• Funding : Artois
  • Start year :
  • 2022

This thesis concerns the representation and processing of heterogeneous and uncertain data, knowledge and constraints.

Heterogeneity refers first of all to different types of information. For example, some data may be structured and easy to interrogate. Other data may be unstructured and difficult to use. Examples of unstructured data are images, reports and analogue or digitized maps of networks (e.g. urban). Heterogeneity also refers to the various imperfections associated with information: uncertain factual data, incomplete data, flexible constraints, potentially contradictory information, etc.

This thesis is defined in this context of heterogeneous information and data management. It initially concerns the extraction, completion (from multi-source data and information), interpretation and automatic annotation of unstructured data. The aim is to combine Machine Learning techniques with approaches based on knowledge, constraints and ontologies in order to represent unstructured data (e.g. images) in a format that can be easily exploited by Artificial Intelligence methods (e.g. in the form of databases).
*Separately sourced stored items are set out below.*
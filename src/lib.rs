//! Shared library for `GradeFinder`
//! Dataset access, filtering, aggregation and HTML rendering used by the CLI

pub mod core;
pub mod logger;

pub use self::core::config;
pub use self::core::get_version;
The second objective of the thesis concerns the definition of formal languages (logical and graphical models) to represent the different forms of data and knowledge. Emphasis will be placed on so-called ‘processable’ languages, specially designed for applications dealing with large amounts of data and in which querying is an important reasoning task.

The final objective of the thesis concerns the definition of efficient query and inference mechanisms for responding to queries based on heterogeneous information and for reasoning about constrained spatial data. In a context of heterogeneous information, an important issue concerns the management of ‘conflicting’ information. The conflict management problem has received considerable attention in the literature and remains an open problem in Artificial Intelligence. Different attitudes can be followed in the presence of conflicts in knowledge bases. The aim is to extend the mechanisms for selecting preferred repairs, defined in the context of lightweight ontologies, to heterogeneous data and in the presence of uncertainty and flexible constraints.

The models and algorithms developed in this thesis will be validated on urban network data rich in heterogeneous information.